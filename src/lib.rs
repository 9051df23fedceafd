//! notecraft - compile a compact melody/chord notation into MIDI files.
//!
//! The library parses notation such as `"8( C E G ) C/E/G - ."` into
//! [`Track`]s, transforms them (transpose, modulate between keys, resize,
//! repeat, concatenate) and writes [`Song`]s as Standard MIDI Files.

pub mod error;
pub mod midi;
pub mod music;
pub mod score;
pub mod validate;

// Re-export commonly used types
pub use error::{Error, Result};
pub use midi::{Song, DEFAULT_TICKS_PER_QUARTER};
pub use music::{parse_chords, Chord, Pitch, Scale, Track};
pub use score::Score;
pub use validate::validate_notation;
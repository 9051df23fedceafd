//! JSON score descriptions.
//!
//! A score file names tracks by notation string plus the transformations to
//! apply, and compiles into a [`Song`]:
//!
//! ```json
//! {
//!   "name": "twinkle",
//!   "tempo": 100,
//!   "tracks": [
//!     { "notation": "C C G G A A G -", "velocity": 90 },
//!     { "notation": "C_1 - E - F - C -", "octave": 4, "repeat": 2 }
//!   ],
//!   "modulate": {
//!     "from": { "root": "C", "mode": "major" },
//!     "to": { "root": "F#", "mode": "minor" }
//!   }
//! }
//! ```

use crate::error::{Error, Result};
use crate::midi::{Song, DEFAULT_TEMPO, DEFAULT_TICKS_PER_QUARTER};
use crate::music::{mode_intervals, Pitch, Scale, Track, DEFAULT_OCTAVE, DEFAULT_VELOCITY};
use crate::validate::validate_notation;
use serde::{Deserialize, Serialize};
use std::fs;
use std::path::Path;

fn default_tempo() -> u32 {
    DEFAULT_TEMPO
}

fn default_ticks_per_quarter() -> u16 {
    DEFAULT_TICKS_PER_QUARTER
}

fn default_octave() -> i32 {
    DEFAULT_OCTAVE
}

fn default_velocity() -> i32 {
    DEFAULT_VELOCITY
}

fn default_repeat() -> i32 {
    1
}

/// A key given either as root + mode or as a literal pitch list.
#[derive(Debug, Clone, PartialEq, Serialize, Deserialize)]
#[serde(untagged)]
pub enum ScaleSpec {
    /// e.g. `{ "root": "F#", "mode": "minor" }`
    Mode { root: String, mode: String },
    /// e.g. `{ "pitches": "C Db Eb F G Ab Bb" }`
    Pitches { pitches: String },
}

impl ScaleSpec {
    pub fn to_scale(&self) -> Result<Scale> {
        match self {
            ScaleSpec::Mode { root, mode } => {
                let root: Pitch = root.parse()?;
                let intervals = mode_intervals(mode)
                    .ok_or_else(|| Error::malformed(mode, "unknown mode"))?;
                Scale::from_intervals(root.to_int()?, intervals)
            }
            ScaleSpec::Pitches { pitches } => pitches.parse(),
        }
    }
}

#[derive(Debug, Clone, PartialEq, Serialize, Deserialize)]
pub struct Modulation {
    pub from: ScaleSpec,
    pub to: ScaleSpec,
}

/// One track of a score file.
#[derive(Debug, Clone, PartialEq, Serialize, Deserialize)]
pub struct TrackSpec {
    pub notation: String,
    #[serde(default = "default_octave")]
    pub octave: i32,
    #[serde(default = "default_velocity")]
    pub velocity: i32,
    #[serde(default = "default_repeat")]
    pub repeat: i32,
    #[serde(default)]
    pub transpose: i32,
    #[serde(default, skip_serializing_if = "Option::is_none")]
    pub resize: Option<f64>,
}

impl TrackSpec {
    /// Builds the track: parse, transpose, resize, then repeat.
    pub fn build(&self) -> Result<Track> {
        let mut track = Track::from_notation(&self.notation, self.octave, self.velocity)?;
        track.transpose(self.transpose)?;
        if let Some(factor) = self.resize {
            track.resize(factor);
        }
        track.repeat_in_place(self.repeat)?;
        Ok(track)
    }
}

/// A complete score file.
#[derive(Debug, Clone, PartialEq, Serialize, Deserialize)]
pub struct Score {
    #[serde(default, skip_serializing_if = "Option::is_none")]
    pub name: Option<String>,
    #[serde(default = "default_tempo")]
    pub tempo: u32,
    #[serde(default = "default_ticks_per_quarter")]
    pub ticks_per_quarter: u16,
    pub tracks: Vec<TrackSpec>,
    /// Applied to the whole song after the tracks are built.
    #[serde(default, skip_serializing_if = "Option::is_none")]
    pub modulate: Option<Modulation>,
    /// Applied to the whole song after modulation.
    #[serde(default)]
    pub transpose: i32,
}

impl Score {
    pub fn from_json(json: &str) -> Result<Self> {
        Ok(serde_json::from_str(json)?)
    }

    pub fn load<P: AsRef<Path>>(path: P) -> Result<Self> {
        let json = fs::read_to_string(path)?;
        Self::from_json(&json)
    }

    /// Compiles the score into a song.
    ///
    /// With `validate` set, every notation string goes through
    /// [`validate_notation`] before it is parsed.
    pub fn compile(&self, validate: bool) -> Result<Song> {
        let mut song = Song::new(self.tempo, self.ticks_per_quarter);
        if let Some(name) = &self.name {
            song.name = name.clone();
        }

        for (index, spec) in self.tracks.iter().enumerate() {
            if validate {
                validate_notation(&spec.notation)?;
            }
            let track = spec.build()?;
            tracing::debug!("track {}: {} chords", index, track.len());
            song.add_track(track);
        }

        if let Some(modulation) = &self.modulate {
            song.modulate(&modulation.from.to_scale()?, &modulation.to.to_scale()?)?;
        }
        song.transpose(self.transpose)?;
        Ok(song)
    }
}

#[cfg(test)]
mod tests {
    use super::*;

    const TWINKLE: &str = r#"{
        "name": "twinkle",
        "tempo": 100,
        "tracks": [
            { "notation": "C C G G A A G -", "velocity": 90 },
            { "notation": "C_1 - E - F - C -", "octave": 4, "repeat": 2 }
        ],
        "modulate": {
            "from": { "root": "C", "mode": "major" },
            "to": { "root": "F#", "mode": "minor" }
        }
    }"#;

    #[test]
    fn test_defaults() {
        let score = Score::from_json(r#"{ "tracks": [ { "notation": "C" } ] }"#).unwrap();
        assert_eq!(score.tempo, DEFAULT_TEMPO);
        assert_eq!(score.ticks_per_quarter, DEFAULT_TICKS_PER_QUARTER);
        assert_eq!(score.tracks[0].octave, DEFAULT_OCTAVE);
        assert_eq!(score.tracks[0].velocity, DEFAULT_VELOCITY);
        assert_eq!(score.tracks[0].repeat, 1);
        assert!(score.modulate.is_none());
    }

    #[test]
    fn test_compile() {
        let song = Score::from_json(TWINKLE).unwrap().compile(true).unwrap();
        assert_eq!(song.name, "twinkle");
        assert_eq!(song.tempo(), 100);
        assert_eq!(song.track_count(), 2);
        assert_eq!(song.tracks()[0].velocity(), 90);
        assert_eq!(song.tracks()[1].len(), 8);
        // C major -> F# harmonic minor moves C to F#
        assert_eq!(song.tracks()[0][0][0].value(), 6);
    }

    #[test]
    fn test_demo_scores_compile() {
        for name in ["twinkle.json", "moonlight.json"] {
            let path = Path::new(env!("CARGO_MANIFEST_DIR")).join("demos").join(name);
            let song = Score::load(&path).unwrap().compile(true).unwrap();
            assert!(song.to_smf_bytes().is_ok(), "{} failed to emit", name);
        }
    }

    #[test]
    fn test_scale_spec_forms() {
        let literal = ScaleSpec::Pitches {
            pitches: "C Db Eb F G Ab Bb".to_string(),
        };
        assert_eq!(literal.to_scale().unwrap().degrees(), &[0, 1, 3, 5, 7, 8, 10]);

        let bad = ScaleSpec::Mode {
            root: "C".to_string(),
            mode: "lydian".to_string(),
        };
        assert!(matches!(bad.to_scale(), Err(Error::MalformedToken { .. })));
    }

    #[test]
    fn test_validation_toggle() {
        let score = Score::from_json(r#"{ "tracks": [ { "notation": "C D6x" } ] }"#).unwrap();
        assert!(matches!(
            score.compile(true),
            Err(Error::InvalidNotation { .. })
        ));
        assert_eq!(score.compile(false).unwrap().tracks()[0].len(), 2);
    }

    #[test]
    fn test_errors_propagate() {
        let score = Score::from_json(
            r#"{ "tracks": [ { "notation": "C", "repeat": -2 } ] }"#,
        )
        .unwrap();
        assert!(matches!(
            score.compile(true),
            Err(Error::InvalidRepeatFactor(-2))
        ));

        let score = Score::from_json(
            r#"{
                "tracks": [ { "notation": "C" } ],
                "modulate": { "from": { "root": "C", "mode": "major" }, "to": { "pitches": "C E G" } }
            }"#,
        )
        .unwrap();
        assert!(matches!(
            score.compile(true),
            Err(Error::ScaleSizeMismatch { .. })
        ));
    }
}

===

Report each line in the data that holds the word "after".

    /// Applied to the whole song after the tracks are built.
    /// Applied to the whole song after modulation.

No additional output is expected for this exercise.